The \1 matched the SPECIFIC word that (\w+) captured on that pass. With named groups, use \k<name> instead of \1:

\b(?<word>\w+)\s+\k<word>\b

Matching Paired Tags

Another real use of backreferences: matching HTML-style paired tags.

<(\w+)>.*?</\1>

Captures the tag name, then requires the closing tag to match.

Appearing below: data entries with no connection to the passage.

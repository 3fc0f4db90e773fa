// SPDX-License-Identifier: Apache-2.0 OR MIT
// Copyright (c) 2025-2026 naskel.com

//! Tag-JSON decoding.
//!
//! Text is parsed with `serde_json` and revived bottom-up: children are
//! resolved first, then the node itself is classified. A non-root 2-element
//! array whose first element is a non-negative integer is a `[tag, payload]`
//! pair and goes through the [`TagRegistry`]; every other node keeps its
//! JSON shape. Stringified payloads (`Json`, `Map`, `Set`) are decoded by an
//! independent nested pass from inside the registry.

use crate::error::CodecError;
use crate::registry::TagRegistry;
use crate::value::{PropValue, Record};
use serde_json::Value as Json;
use tracing::trace;

/// Decode a tag-JSON document. The root node itself is never treated as a
/// tagged pair, so a props document decodes to a record of revived values.
///
/// A standalone `[tag, payload]` document therefore comes back as a plain
/// 2-element array here; use [`decode_serialized`] to revive it as a value.
pub fn decode(text: &str) -> Result<PropValue, CodecError> {
    trace!("decoding {} bytes of tag-JSON", text.len());
    let json: Json = serde_json::from_str(text)?;
    revive(json, true, TagRegistry::global())
}

/// Decode a standalone `[tag, payload]` document, classifying the root too.
pub fn decode_serialized(text: &str) -> Result<PropValue, CodecError> {
    let json: Json = serde_json::from_str(text)?;
    revive(json, false, TagRegistry::global())
}

/// Revive an already-parsed document (root left unclassified).
pub fn from_json(json: Json) -> Result<PropValue, CodecError> {
    revive(json, true, TagRegistry::global())
}

fn revive(node: Json, is_root: bool, registry: &TagRegistry) -> Result<PropValue, CodecError> {
    match node {
        Json::Null => Ok(PropValue::Null),
        Json::Bool(b) => Ok(PropValue::Bool(b)),
        Json::Number(n) => Ok(PropValue::Number(n.as_f64().unwrap_or(f64::NAN))),
        Json::String(s) => Ok(PropValue::String(s)),
        Json::Array(items) => {
            let tag = if is_root { None } else { tag_number(&items) };
            let mut values = items
                .into_iter()
                .map(|item| revive(item, false, registry))
                .collect::<Result<Vec<_>, _>>()?;
            match tag {
                Some(tag) => {
                    let payload = values.pop().unwrap_or(PropValue::Undefined);
                    registry.decode(tag, payload)
                }
                None => Ok(PropValue::array(values)),
            }
        }
        Json::Object(fields) => {
            let mut record = Record::with_capacity(fields.len());
            for (key, value) in fields {
                record.insert(key, revive(value, false, registry)?);
            }
            Ok(PropValue::from(record))
        }
    }
}

/// Tag number of a `[tag, payload]` candidate, if it is one.
fn tag_number(items: &[Json]) -> Option<u64> {
    match items {
        [Json::Number(n), _] => n.as_u64().or_else(|| {
            n.as_f64()
                .filter(|f| *f >= 0.0 && f.fract() == 0.0 && *f <= u64::MAX as f64)
                .map(|f| f as u64)
        }),
        _ => None,
    }
}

echo '<b>bold text</b> and <i>italic</i>' | grep -oP '<(\w+)>.*?</\1>'

Output:

<b>bold text</b>
<i>italic</i>

Properly paired tags only. Mismatched tags like <b>text</i> correctly don't match.

Nested Group Numbering

Here's a gotcha. Nested groups are numbered by where their OPENING parenthesis appears, reading left to right.

((a)(b(c)))

Count the opening parens:

Position 1:  (           -> Group 1 captures: abc
Position 2:    (         -> Group 2 captures: a
Position 3:      (       -> Group 3 captures: bc
Position 4:        (     -> Group 4 captures: c

Verify it:

echo "abc" | perl -ne 'if (/((a)(b(c)))/) {
  print "Group 1: $1\n";
  print "Group 2: $2\n";
  print "Group 3: $3\n";
  print "Group 4: $4\n";
}'

Output:

Group 1: abc
Group 2: a
Group 3: bc
Group 4: c

A practical case: parsing a function call with (\w+)\((\w+),\s*(\w+)\) gives you groups 1/2/3 for name, arg1, arg2. Wrap the whole thing in an outer group and everything shifts up by one because the new outer paren becomes group 1. Named groups avoid this completely because names don't shift when you add or remove parens.

Putting It Together

Parse an Apache access log line with named captures:

(?<ip>\d+\.\d+\.\d+\.\d+) - - \[(?<date>[^\]]+)\] "(?<method>\w+) (?<path>\S+) \S+" (?<status>\d{3}) (?<size>\d+)

Against:

192.168.1.50 - - [19/Feb/2026:14:30:00 +0000] "GET /api/users HTTP/1.1" 200 1534

This pulls out IP, date, HTTP method, path, status code, and response size, all as named captures you can reference individually. Compare that to six numbered groups where you'd have to count and remember which number is which.

Named captures turn regex from a write-only language into something your future self can actually read.